━━━━━ Records to process
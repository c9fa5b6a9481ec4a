//! Register skills as MCP servers in tool configuration files.
//!
//! Claude Desktop and Cursor keep their server registries in a JSON file at
//! a fixed per-OS path. Installing merges an entry into that registry and
//! leaves everything else in the file as it was.

use std::path::{Path, PathBuf};

use {
    serde::{Deserialize, Serialize},
    serde_json::{Map, Value},
    tracing::debug,
};

use crate::{
    error::{Error, Result},
    platform::{Os, PathEnv, resolve_template},
};

/// Tools whose configuration file can hold MCP servers.
#[derive(Debug, Clone, Copy, PartialEq, Eq, Hash, Serialize, Deserialize)]
#[serde(rename_all = "snake_case")]
pub enum McpTarget {
    Claude,
    Cursor,
}

impl McpTarget {
    pub const ALL: [Self; 2] = [Self::Claude, Self::Cursor];

    #[must_use]
    pub fn id(self) -> &'static str {
        match self {
            Self::Claude => "claude",
            Self::Cursor => "cursor",
        }
    }

    pub fn from_id(id: &str) -> Result<Self> {
        Self::ALL
            .into_iter()
            .find(|t| t.id() == id)
            .ok_or_else(|| Error::UnknownPlatform { id: id.to_string() })
    }

    fn template(self, os: Os) -> &'static str {
        match (self, os) {
            (Self::Claude, Os::Darwin) => {
                "~/Library/Application Support/Claude/claude_desktop_config.json"
            },
            (Self::Claude, Os::Windows) => "%APPDATA%/Claude/claude_desktop_config.json",
            (Self::Claude, Os::Linux) => "~/.config/Claude/claude_desktop_config.json",
            (Self::Cursor, Os::Windows) => "%USERPROFILE%/.cursor/mcp.json",
            (Self::Cursor, _) => "~/.cursor/mcp.json",
        }
    }

    /// The configuration file for this target in `env`.
    #[must_use]
    pub fn config_path(self, env: &PathEnv) -> PathBuf {
        resolve_template(self.template(env.os), env)
    }
}

impl std::fmt::Display for McpTarget {
    fn fmt(&self, f: &mut std::fmt::Formatter<'_>) -> std::fmt::Result {
        f.write_str(self.id())
    }
}

/// The top-level key holding the server registry.
#[derive(Debug, Clone, Copy, PartialEq, Eq)]
pub enum RegistryKey {
    McpServers,
    McpServersSnake,
    Servers,
}

impl RegistryKey {
    /// Probe order when reading an existing file.
    const PROBE: [Self; 3] = [Self::McpServers, Self::McpServersSnake, Self::Servers];

    #[must_use]
    pub fn as_str(self) -> &'static str {
        match self {
            Self::McpServers => "mcpServers",
            Self::McpServersSnake => "mcp_servers",
            Self::Servers => "servers",
        }
    }

    /// The first key present in `doc`, or `mcpServers` for a new registry.
    #[must_use]
    pub fn detect(doc: &Map<String, Value>) -> Self {
        Self::PROBE
            .into_iter()
            .find(|k| doc.contains_key(k.as_str()))
            .unwrap_or(Self::McpServers)
    }
}

/// Presence of a server entry per built-in target.
#[derive(Debug, Clone, Copy, Default, PartialEq, Eq, Serialize, Deserialize)]
pub struct PlatformStatus {
    pub claude: bool,
    pub cursor: bool,
}

/// `Ok(None)` when the file does not exist.
async fn read_document(path: &Path) -> Result<Option<Map<String, Value>>> {
    let raw = match tokio::fs::read_to_string(path).await {
        Ok(raw) => raw,
        Err(e) if e.kind() == std::io::ErrorKind::NotFound => return Ok(None),
        Err(e) => return Err(e.into()),
    };
    if raw.trim().is_empty() {
        return Ok(Some(Map::new()));
    }
    match serde_json::from_str(&raw)? {
        Value::Object(map) => Ok(Some(map)),
        _ => Err(Error::message(format!(
            "{} does not contain a JSON object",
            path.display()
        ))),
    }
}

async fn write_document(path: &Path, doc: &Map<String, Value>) -> Result<()> {
    if let Some(parent) = path.parent() {
        tokio::fs::create_dir_all(parent).await?;
    }
    let mut json = serde_json::to_string_pretty(doc)?;
    json.push('\n');
    tokio::fs::write(path, json).await?;
    Ok(())
}

fn registry_mut<'a>(
    doc: &'a mut Map<String, Value>,
    key: RegistryKey,
    path: &Path,
) -> Result<&'a mut Map<String, Value>> {
    doc.entry(key.as_str())
        .or_insert_with(|| Value::Object(Map::new()))
        .as_object_mut()
        .ok_or_else(|| {
            Error::message(format!(
                "'{}' in {} is not a JSON object",
                key.as_str(),
                path.display()
            ))
        })
}

/// Merge `config` into the registry of the file at `path`, creating the
/// file and its parent directories when absent.
///
/// A `config` carrying its own `servers` object contributes each of those
/// entries; otherwise `config` becomes the entry for `skill_name`.
pub async fn install_server(path: &Path, skill_name: &str, config: Value) -> Result<()> {
    let mut doc = read_document(path).await?.unwrap_or_default();
    let key = RegistryKey::detect(&doc);
    let registry = registry_mut(&mut doc, key, path)?;

    match config {
        Value::Object(mut map) if map.get("servers").is_some_and(Value::is_object) => {
            if let Some(Value::Object(servers)) = map.remove("servers") {
                for (name, entry) in servers {
                    registry.insert(name, entry);
                }
            }
        },
        other => {
            registry.insert(skill_name.to_string(), other);
        },
    }

    write_document(path, &doc).await?;
    debug!(path = %path.display(), skill = %skill_name, key = key.as_str(), "MCP server installed");
    Ok(())
}

/// Remove `skill_name` from the registry. Returns whether an entry was
/// removed; a missing file, registry or entry is a no-op.
pub async fn uninstall_server(path: &Path, skill_name: &str) -> Result<bool> {
    let Some(mut doc) = read_document(path).await? else {
        return Ok(false);
    };
    let key = RegistryKey::detect(&doc);
    let removed = doc
        .get_mut(key.as_str())
        .and_then(Value::as_object_mut)
        .is_some_and(|registry| registry.remove(skill_name).is_some());

    if removed {
        write_document(path, &doc).await?;
        debug!(path = %path.display(), skill = %skill_name, "MCP server removed");
    }
    Ok(removed)
}

/// Whether the registry at `path` has an entry for `skill_name`.
pub async fn has_server(path: &Path, skill_name: &str) -> Result<bool> {
    let Some(doc) = read_document(path).await? else {
        return Ok(false);
    };
    let key = RegistryKey::detect(&doc);
    Ok(doc
        .get(key.as_str())
        .and_then(Value::as_object)
        .is_some_and(|registry| registry.contains_key(skill_name)))
}

/// Presence of `skill_name` in every built-in target's configuration.
pub async fn platform_status(env: &PathEnv, skill_name: &str) -> Result<PlatformStatus> {
    Ok(PlatformStatus {
        claude: has_server(&McpTarget::Claude.config_path(env), skill_name).await?,
        cursor: has_server(&McpTarget::Cursor.config_path(env), skill_name).await?,
    })
}

#[allow(clippy::unwrap_used, clippy::expect_used)]
#[cfg(test)]
mod tests {
    use {super::*, serde_json::json};

    fn read(path: &Path) -> Value {
        serde_json::from_str(&std::fs::read_to_string(path).unwrap()).unwrap()
    }

    #[test]
    fn config_paths_follow_os_conventions() {
        let mac = PathEnv::new(Os::Darwin, "/Users/ada", "/unused");
        assert_eq!(
            McpTarget::Claude.config_path(&mac),
            PathBuf::from("/Users/ada/Library/Application Support/Claude/claude_desktop_config.json")
        );
        let win = PathEnv::new(Os::Windows, "C:/Users/ada", "C:/Users/ada/AppData/Roaming");
        assert_eq!(
            McpTarget::Claude.config_path(&win),
            PathBuf::from("C:/Users/ada/AppData/Roaming/Claude/claude_desktop_config.json")
        );
        let linux = PathEnv::new(Os::Linux, "/home/ada", "/home/ada/.config");
        assert_eq!(
            McpTarget::Cursor.config_path(&linux),
            PathBuf::from("/home/ada/.cursor/mcp.json")
        );
    }

    #[test]
    fn target_ids_roundtrip() {
        for target in McpTarget::ALL {
            assert_eq!(McpTarget::from_id(target.id()).unwrap(), target);
        }
        assert!(matches!(
            McpTarget::from_id("vscode"),
            Err(Error::UnknownPlatform { .. })
        ));
    }

    #[test]
    fn registry_key_detection() {
        let doc = |v: Value| v.as_object().cloned().unwrap();
        assert_eq!(RegistryKey::detect(&Map::new()), RegistryKey::McpServers);
        assert_eq!(
            RegistryKey::detect(&doc(json!({"mcp_servers": {}}))),
            RegistryKey::McpServersSnake
        );
        assert_eq!(
            RegistryKey::detect(&doc(json!({"servers": {}, "other": 1}))),
            RegistryKey::Servers
        );
        assert_eq!(
            RegistryKey::detect(&doc(json!({"servers": {}, "mcpServers": {}}))),
            RegistryKey::McpServers
        );
    }

    #[tokio::test]
    async fn install_creates_file_with_default_key() {
        let tmp = tempfile::tempdir().unwrap();
        let path = tmp.path().join("nested/dir/config.json");

        install_server(&path, "weather", json!({"command": "weather-mcp"}))
            .await
            .unwrap();

        assert_eq!(
            read(&path),
            json!({"mcpServers": {"weather": {"command": "weather-mcp"}}})
        );
        assert!(has_server(&path, "weather").await.unwrap());
    }

    #[tokio::test]
    async fn install_preserves_existing_keys_and_registry_name() {
        let tmp = tempfile::tempdir().unwrap();
        let path = tmp.path().join("config.json");
        std::fs::write(
            &path,
            r#"{"theme": "dark", "mcp_servers": {"old": {"command": "old"}}}"#,
        )
        .unwrap();

        install_server(&path, "new", json!({"command": "new"}))
            .await
            .unwrap();

        let doc = read(&path);
        assert_eq!(doc["theme"], "dark");
        assert_eq!(doc["mcp_servers"]["old"]["command"], "old");
        assert_eq!(doc["mcp_servers"]["new"]["command"], "new");
        assert!(doc.get("mcpServers").is_none());
    }

    #[tokio::test]
    async fn nested_servers_are_merged_entry_by_entry() {
        let tmp = tempfile::tempdir().unwrap();
        let path = tmp.path().join("config.json");

        install_server(
            &path,
            "ignored-name",
            json!({"servers": {"a": {"command": "a"}, "b": {"command": "b"}}}),
        )
        .await
        .unwrap();

        let doc = read(&path);
        let registry = doc["mcpServers"].as_object().unwrap();
        assert_eq!(registry.len(), 2);
        assert!(registry.contains_key("a"));
        assert!(!registry.contains_key("ignored-name"));
    }

    #[tokio::test]
    async fn reinstall_replaces_entry() {
        let tmp = tempfile::tempdir().unwrap();
        let path = tmp.path().join("config.json");
        install_server(&path, "s", json!({"command": "v1"})).await.unwrap();
        install_server(&path, "s", json!({"command": "v2"})).await.unwrap();
        assert_eq!(read(&path)["mcpServers"]["s"]["command"], "v2");
    }

    #[tokio::test]
    async fn uninstall_is_a_noop_for_missing_file_or_key() {
        let tmp = tempfile::tempdir().unwrap();
        let path = tmp.path().join("config.json");
        assert!(!uninstall_server(&path, "s").await.unwrap());
        assert!(!path.exists());

        std::fs::write(&path, r#"{"servers": {"keep": {}}}"#).unwrap();
        assert!(!uninstall_server(&path, "s").await.unwrap());

        assert!(uninstall_server(&path, "keep").await.unwrap());
        assert_eq!(read(&path), json!({"servers": {}}));
    }

    #[tokio::test]
    async fn non_object_documents_are_rejected() {
        let tmp = tempfile::tempdir().unwrap();
        let path = tmp.path().join("config.json");
        std::fs::write(&path, "[1, 2]").unwrap();
        assert!(install_server(&path, "s", json!({})).await.is_err());

        std::fs::write(&path, r#"{"mcpServers": 5}"#).unwrap();
        assert!(install_server(&path, "s", json!({})).await.is_err());
    }

    #[tokio::test]
    async fn status_reports_both_targets() {
        let tmp = tempfile::tempdir().unwrap();
        let env = PathEnv::new(Os::Linux, tmp.path(), tmp.path().join(".config"));
        install_server(&McpTarget::Cursor.config_path(&env), "s", json!({}))
            .await
            .unwrap();

        assert_eq!(platform_status(&env, "s").await.unwrap(), PlatformStatus {
            claude: false,
            cursor: true,
        });
    }
}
━━━━━━━━━━
## Exercise directions:
Repeat exactly the lines of the data from the first one through the line with "(Self::Claude, Os::Windows) =>", both of them included.

## Reply:
repository c9fa5b6a9481ec4a
//! Register skills as MCP servers in tool configuration files.
//!
//! Claude Desktop and Cursor keep their server registries in a JSON file at
//! a fixed per-OS path. Installing merges an entry into that registry and
//! leaves everything else in the file as it was.

use std::path::{Path, PathBuf};

use {
    serde::{Deserialize, Serialize},
    serde_json::{Map, Value},
    tracing::debug,
};

use crate::{
    error::{Error, Result},
    platform::{Os, PathEnv, resolve_template},
};

/// Tools whose configuration file can hold MCP servers.
#[derive(Debug, Clone, Copy, PartialEq, Eq, Hash, Serialize, Deserialize)]
#[serde(rename_all = "snake_case")]
pub enum McpTarget {
    Claude,
    Cursor,
}

impl McpTarget {
    pub const ALL: [Self; 2] = [Self::Claude, Self::Cursor];

    #[must_use]
    pub fn id(self) -> &'static str {
        match self {
            Self::Claude => "claude",
            Self::Cursor => "cursor",
        }
    }

    pub fn from_id(id: &str) -> Result<Self> {
        Self::ALL
            .into_iter()
            .find(|t| t.id() == id)
            .ok_or_else(|| Error::UnknownPlatform { id: id.to_string() })
    }

    fn template(self, os: Os) -> &'static str {
        match (self, os) {
            (Self::Claude, Os::Darwin) => {
                "~/Library/Application Support/Claude/claude_desktop_config.json"
            },
            (Self::Claude, Os::Windows) => "%APPDATA%/Claude/claude_desktop_config.json",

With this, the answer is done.